● **WORK REQUIRED**
Return each line exactly as written. Begin with the first line of the entries and end with the line that has "fn serve_once(status_line: &'static".

● **GIVEN DATA**

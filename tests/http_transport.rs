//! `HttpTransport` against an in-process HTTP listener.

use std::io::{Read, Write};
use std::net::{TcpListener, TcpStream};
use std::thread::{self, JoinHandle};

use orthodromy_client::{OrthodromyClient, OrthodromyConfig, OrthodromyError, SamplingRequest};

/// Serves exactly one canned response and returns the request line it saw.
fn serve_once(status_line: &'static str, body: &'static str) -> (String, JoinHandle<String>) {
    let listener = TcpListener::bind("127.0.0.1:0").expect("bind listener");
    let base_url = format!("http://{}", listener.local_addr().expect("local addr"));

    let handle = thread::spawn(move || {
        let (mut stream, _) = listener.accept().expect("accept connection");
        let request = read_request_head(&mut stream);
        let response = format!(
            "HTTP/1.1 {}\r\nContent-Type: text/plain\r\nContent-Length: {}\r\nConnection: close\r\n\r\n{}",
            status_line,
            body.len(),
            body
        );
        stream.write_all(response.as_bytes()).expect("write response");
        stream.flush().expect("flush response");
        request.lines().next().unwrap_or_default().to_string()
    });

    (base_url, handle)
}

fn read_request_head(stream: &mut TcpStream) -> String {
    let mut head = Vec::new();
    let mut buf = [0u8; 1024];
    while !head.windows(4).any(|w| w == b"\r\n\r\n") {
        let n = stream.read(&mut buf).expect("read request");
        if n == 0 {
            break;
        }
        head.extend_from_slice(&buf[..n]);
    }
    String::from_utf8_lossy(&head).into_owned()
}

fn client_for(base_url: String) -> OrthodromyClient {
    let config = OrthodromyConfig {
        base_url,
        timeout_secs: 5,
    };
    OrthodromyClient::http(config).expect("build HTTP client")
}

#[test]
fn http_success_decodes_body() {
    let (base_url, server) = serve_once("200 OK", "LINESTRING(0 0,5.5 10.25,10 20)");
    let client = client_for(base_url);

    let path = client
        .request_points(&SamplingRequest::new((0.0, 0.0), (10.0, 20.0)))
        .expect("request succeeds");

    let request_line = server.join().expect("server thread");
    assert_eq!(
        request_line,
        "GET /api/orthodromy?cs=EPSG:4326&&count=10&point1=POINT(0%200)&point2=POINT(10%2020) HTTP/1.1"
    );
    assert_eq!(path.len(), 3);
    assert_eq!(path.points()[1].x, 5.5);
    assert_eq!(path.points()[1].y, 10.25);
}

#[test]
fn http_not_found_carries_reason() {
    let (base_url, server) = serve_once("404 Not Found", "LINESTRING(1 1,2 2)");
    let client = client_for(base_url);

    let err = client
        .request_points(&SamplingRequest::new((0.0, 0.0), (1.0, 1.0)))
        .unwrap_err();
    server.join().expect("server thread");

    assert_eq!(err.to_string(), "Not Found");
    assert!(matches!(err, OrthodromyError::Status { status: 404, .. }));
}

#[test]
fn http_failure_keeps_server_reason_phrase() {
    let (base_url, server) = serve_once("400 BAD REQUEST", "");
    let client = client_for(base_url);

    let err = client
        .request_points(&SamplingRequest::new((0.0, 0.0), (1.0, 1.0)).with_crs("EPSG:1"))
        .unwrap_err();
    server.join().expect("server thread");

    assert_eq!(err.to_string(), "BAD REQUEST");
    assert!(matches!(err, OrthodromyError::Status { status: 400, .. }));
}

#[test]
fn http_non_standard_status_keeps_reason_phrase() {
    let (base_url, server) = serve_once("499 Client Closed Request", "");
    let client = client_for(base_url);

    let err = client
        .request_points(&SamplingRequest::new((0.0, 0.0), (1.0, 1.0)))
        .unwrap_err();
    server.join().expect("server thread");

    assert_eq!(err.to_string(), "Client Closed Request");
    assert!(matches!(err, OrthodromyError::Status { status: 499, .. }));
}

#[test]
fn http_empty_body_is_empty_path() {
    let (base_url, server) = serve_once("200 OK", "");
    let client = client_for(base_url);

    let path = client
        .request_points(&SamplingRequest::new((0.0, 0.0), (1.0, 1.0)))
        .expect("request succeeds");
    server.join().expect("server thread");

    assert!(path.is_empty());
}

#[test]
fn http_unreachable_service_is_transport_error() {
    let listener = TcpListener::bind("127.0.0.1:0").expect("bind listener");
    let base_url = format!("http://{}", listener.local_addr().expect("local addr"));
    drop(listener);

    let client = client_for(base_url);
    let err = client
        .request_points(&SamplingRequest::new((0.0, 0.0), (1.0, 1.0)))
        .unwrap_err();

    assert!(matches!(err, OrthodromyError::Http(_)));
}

● **SOLUTION**
filename tests/http_transport.rs
//! `HttpTransport` against an in-process HTTP listener.

use std::io::{Read, Write};
use std::net::{TcpListener, TcpStream};
use std::thread::{self, JoinHandle};

use orthodromy_client::{OrthodromyClient, OrthodromyConfig, OrthodromyError, SamplingRequest};

/// Serves exactly one canned response and returns the request line it saw.
fn serve_once(status_line: &'static str, body: &'static str) -> (String, JoinHandle<String>) {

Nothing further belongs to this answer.